Red River County
Charting Routes and Connections
Lives of the Enslaved in Red River County: Interviews with Harriet Jones and Mose Hursey, 1936-8
Enslaved people left little evidence detailing their daily lives. The most common records documenting slavery and the lives of the enslaved are records created by the enslavers—census records, plantation account books, court records, auction broadsides, runaway slave ads, and bills of sale.
Although these records provide some insight into enslaved people’s lives, they are all filtered through the lens of the white people who created them. Seldom do we find enslaved people’s experiences expressed in their own voices. Information wanted ads, ex-slave narratives, and interviews conducted by writers for the Works Progress Administration (WPA) in 1936-1938 are the exception. Even so, each of these records come with their own sets of challenges. Lapses in memory, misremembered details, the frequency of changed names, multiple dislocations—in addition to the extreme trauma many enslaved people experienced daily—complicates how historians use these sources. Despite the challenges, these sources reveal aspects of enslaved people’s lives available nowhere else.
Franklin D. Roosevelt’s New Deal programs included the Federal Writers’ Program designed to employ unemployed writers during the Great Depression. The Works Progress Administration—later renamed the Work Projects Administration in 1939—focused on documenting elements of American folklore and interviewing and compiling anthologies of the lives of Americans from diverse backgrounds. Out of this initiative a project dedicated to interviewing and publishing the first-hand accounts of formerly enslaved people was born. The WPA collection includes almost 2,400 interviews with formerly enslaved people throughout the South. For more on the background of the WPA narratives, visit the Library of Congress site The WPA and Slave Narrative Collection.
Harriet Jones
Martin Fulbright brought Harriet Jones’s parents, Henry and Zilphy Guest, to Red River County, “long ‘for freedom.”
Born in 1844, the year before Texas became a state, Harriet Jones recalled that like many farms and plantations in Red River County, the Fulbrights grew corn, oats, and cotton and raised cattle, hogs, sheep, and horses.
Harriet’s recollections provide insight into what life was like for enslaved people in a small slaveholding household—households with fewer than ten enslaved people—in Red River County.
In small slaveholding households, life was much different than it was for people enslaved on large plantations. In these confined spaces, enslaved people worked and lived alongside their enslavers—often occupying the same physical space inside and outside of the house. In this environment, enslaved people experienced higher levels of surveillance than those on large plantations where separate slave quarters created a physical and psychological distance between the enslaved and enslaver.
David Fulbright is identified in the 1850 census as a 54-year-old man. He might be Martin Fulbright’s father or older brother. The two men lived on adjoining farms and likely combined resources to plant and harvest their crops.
Many census takers listed enslaved people in family groups according to age. This page from the 1850 U.S. Slave Schedule (seen on the left), shows that Martin Fulbright enslaved four people: a 28-year-old Black woman (Harriet’s mother Zilphy), a 6-year-old Black girl (Harriet), a 4-year-old Black boy (Harriet’s brother), and an unrelated 16-year-old Black boy.
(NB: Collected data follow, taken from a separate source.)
pub mod condition;
pub mod delta;
pub mod engine;
pub mod lint;
pub mod probability;
pub mod router;
pub mod scoring;
pub mod transition;
pub mod view;
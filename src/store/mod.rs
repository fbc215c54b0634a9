use std::collections::BTreeMap;

use bytes::Bytes;

use crate::error::StoreError;

mod memkv;
mod sledkv;

pub use memkv::MemStore;
pub use sledkv::SledStore;

/// Durable keyed store the operation log is built on.
///
/// `kv_commit` must apply all writes atomically: a concurrent `kv_get` sees
/// either none or all of them. Durable stores return from `kv_commit` only
/// after the writes reached stable media.
pub trait KvStore: Send + Sync {
    fn kv_get(&self, key: &[u8]) -> Result<Option<Bytes>, StoreError>;
    fn kv_commit(&self, writes: Vec<(Bytes, Bytes)>) -> Result<(), StoreError>;

    fn size_on_disk(&self) -> Result<u64, StoreError>;
    fn flush(&self) -> Result<(), StoreError>;
}

/// Write transaction staged in memory until `commit`.
///
/// Reads see the transaction's own writes first. Dropping the transaction
/// without committing discards every staged write.
pub struct WriteTxn<'a, S: KvStore + ?Sized> {
    store: &'a S,
    staged: BTreeMap<Bytes, Bytes>,
}

impl<'a, S: KvStore + ?Sized> WriteTxn<'a, S> {
    pub fn new(store: &'a S) -> Self {
        Self {
            store,
            staged: BTreeMap::new(),
        }
    }

    pub fn get(&self, key: &[u8]) -> Result<Option<Bytes>, StoreError> {
        if let Some(v) = self.staged.get(key) {
            return Ok(Some(v.clone()));
        }

        self.store.kv_get(key)
    }

    pub fn set(&mut self, key: impl Into<Bytes>, value: impl Into<Bytes>) {
        self.staged.insert(key.into(), value.into());
    }

    pub fn len(&self) -> usize {
        self.staged.len()
    }

    pub fn is_empty(&self) -> bool {
        self.staged.is_empty()
    }

    pub fn commit(self) -> Result<(), StoreError> {
        if self.staged.is_empty() {
            return Ok(());
        }

        self.store.kv_commit(self.staged.into_iter().collect())
    }
}
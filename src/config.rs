use std::fs::read_to_string;
use std::path::PathBuf;
use std::str::FromStr;

use anyhow::{anyhow, bail, Result};
use serde::{self, Deserialize};
use tracing::{debug, error, info};
use typed_builder::TypedBuilder;

use crate::error::ConfigError;

pub const DEFAULT_CONFIG_FILE: &str = "/etc/cluster-oplog/config.toml";
pub const DEFAULT_CACHE_CAPACITY: u64 = 64 * 1024 * 1024;
pub const DEFAULT_RETRIEVE_LIMIT: u64 = 1000;

fn default_sync_writes() -> bool {
    true
}

fn default_cache_capacity() -> u64 {
    DEFAULT_CACHE_CAPACITY
}

fn default_retrieve_limit() -> u64 {
    DEFAULT_RETRIEVE_LIMIT
}

fn default_log_level() -> String {
    "info".to_string()
}

#[derive(Deserialize, Debug, Clone)]
pub struct Configuration {
    pub oplog_dir: String,

    #[serde(default = "default_sync_writes")]
    pub sync_writes: bool,
    #[serde(default = "default_cache_capacity")]
    pub cache_capacity: u64,
    #[serde(default = "default_retrieve_limit")]
    pub retrieve_limit: u64,
    #[serde(default = "default_log_level")]
    pub log_level: String,
}

impl Configuration {
    pub fn parse_config_file(file: &str) -> Result<Configuration> {
        info!("parsing configuration file: {}", file);

        let file_contents = read_to_string(file).map_err(|e| {
            error!("failed to read configuration file {file}, err: {e}");
            anyhow!(ConfigError::FailedToRead)
        })?;

        let ret = Self::parse_str(&file_contents)?;

        debug!("configuration: {:?}", ret);
        Ok(ret)
    }

    pub fn parse_str(contents: &str) -> Result<Configuration> {
        let ret: Configuration = toml::from_str(contents).map_err(|e| {
            error!("failed to parse configuration, err: {e}");
            anyhow!(ConfigError::InvalidToml)
        })?;

        ret.validate()?;
        Ok(ret)
    }

    pub fn validate(&self) -> Result<()> {
        if self.oplog_dir.trim().is_empty() {
            bail!(ConfigError::InvalidValue("oplog_dir is empty".to_string()));
        }

        if self.retrieve_limit == 0 {
            bail!(ConfigError::InvalidValue(
                "retrieve_limit must be positive".to_string()
            ));
        }

        if tracing::Level::from_str(&self.log_level).is_err() {
            bail!(ConfigError::InvalidValue(format!(
                "unknown log level {}",
                self.log_level
            )));
        }

        Ok(())
    }

    pub fn oplog_path(&self) -> PathBuf {
        PathBuf::from(&self.oplog_dir)
    }

    pub fn oplog_options(&self) -> OpLogOptions {
        OpLogOptions::builder()
            .sync_writes(self.sync_writes)
            .cache_capacity(self.cache_capacity)
            .build()
    }
}

/// Options for opening the durable store behind an operation log.
#[derive(TypedBuilder, Debug, Clone)]
pub struct OpLogOptions {
    /// Fsync every commit before returning.
    #[builder(default = true)]
    pub sync_writes: bool,
    #[builder(default = DEFAULT_CACHE_CAPACITY)]
    pub cache_capacity: u64,
}

impl Default for OpLogOptions {
    fn default() -> Self {
        Self::builder().build()
    }
}
use std::fs::read_to_string;
use std::io::{self, Write};

use anyhow::{bail, Context, Result};
use clap::{Parser, Subcommand};
use tracing::{error, info};
use tracing_subscriber::EnvFilter;

use cluster_oplog::config::{Configuration, DEFAULT_CONFIG_FILE};
use cluster_oplog::{ClusterError, OpLog, Operation};

#[derive(Parser, Debug)]
#[command(author, version, about = "Inspect and append to a local operation log", long_about = None)]
struct Args {
    #[arg(short, long, default_value_t = DEFAULT_CONFIG_FILE.to_string())]
    config: String,
    /// Overrides oplog_dir from the configuration file.
    #[arg(long)]
    oplog_dir: Option<String>,
    #[command(subcommand)]
    command: Command,
}

#[derive(Subcommand, Debug)]
enum Command {
    /// Print path, sequence range and size.
    Info,
    /// Print operations as JSON lines.
    Dump {
        #[arg(long, default_value_t = 1)]
        start: u64,
        #[arg(long)]
        limit: Option<u64>,
    },
    /// Append a JSON array of operations starting at the given sequence.
    Append {
        #[arg(long)]
        start: u64,
        #[arg(long)]
        file: String,
    },
}

fn init_logging(level: &str) {
    let filter = EnvFilter::try_from_default_env().unwrap_or_else(|_| EnvFilter::new(level));
    tracing_subscriber::fmt()
        .with_env_filter(filter)
        .with_writer(io::stderr)
        .init();
}

fn main() -> Result<()> {
    let args = Args::parse();

    let mut config = Configuration::parse_config_file(&args.config)
        .with_context(|| format!("failed to load configuration {}", args.config))?;
    if let Some(dir) = args.oplog_dir {
        config.oplog_dir = dir;
    }

    init_logging(&config.log_level);
    info!("using operation log at {}", config.oplog_dir);

    let oplog = OpLog::open_with_options(config.oplog_path(), &config.oplog_options())
        .inspect_err(|e| error!("failed to open operation log, err: {e}"))?;

    let res = run(&oplog, &config, args.command);
    oplog.close()?;
    res
}

fn run(oplog: &OpLog, config: &Configuration, command: Command) -> Result<()> {
    let mut out = io::stdout().lock();

    match command {
        Command::Info => {
            writeln!(out, "path: {}", oplog.path().display())?;
            writeln!(out, "min sequence: {}", oplog.min_seq())?;
            writeln!(out, "max sequence: {}", oplog.max_seq())?;
            writeln!(out, "size: {} bytes", oplog.size())?;
        }
        Command::Dump { start, limit } => {
            let limit = limit.unwrap_or(config.retrieve_limit);
            let operations = oplog.retrieve(start, limit).with_context(|| {
                format!("retrieve operations from sequence {start} failed")
            })?;

            for (idx, operation) in operations.iter().enumerate() {
                let raw = serde_json::to_string(operation)?;
                writeln!(out, "{}\t{raw}", start + idx as u64)?;
            }
        }
        Command::Append { start, file } => {
            let raw = read_to_string(&file).with_context(|| format!("failed to read {file}"))?;
            let operations: Vec<Operation> =
                serde_json::from_str(&raw).with_context(|| format!("failed to parse {file}"))?;

            let res = oplog.append(start, &operations);
            let kind = ClusterError::of(&res);
            if let Err(e) = res {
                error!("append failed ({kind}), err: {e}");
                if kind.is_sequence_error() {
                    bail!("{e}; retry at sequence {}", oplog.max_seq() + 1);
                }
                bail!("{e}");
            }

            writeln!(
                out,
                "appended {} operations, max sequence: {}",
                operations.len(),
                oplog.max_seq()
            )?;
        }
    }

    Ok(())
}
Harriet would have begun to perform small tasks at an early age. She might have carried water to the people working in the fields, helped in the kitchen, and cared for her younger brother.
She also likely helped care for the Fulbright’s young children—they had four children under the age of six in 1850, including 1-year-old twin girls.
Enslavers often assigned young, enslaved children with the task of minding the younger children within the household. It was not uncommon for many formerly enslaved people to recall being able to play with all the children in the household until they reached the age where their enslaver assigned them more productive labor.
Many enslaved children began working in the fields around 6-years-old, the age Harriet was in 1850.
As she grew older, Harriet recalled that she worked in the house cooking, knitting, and sewing.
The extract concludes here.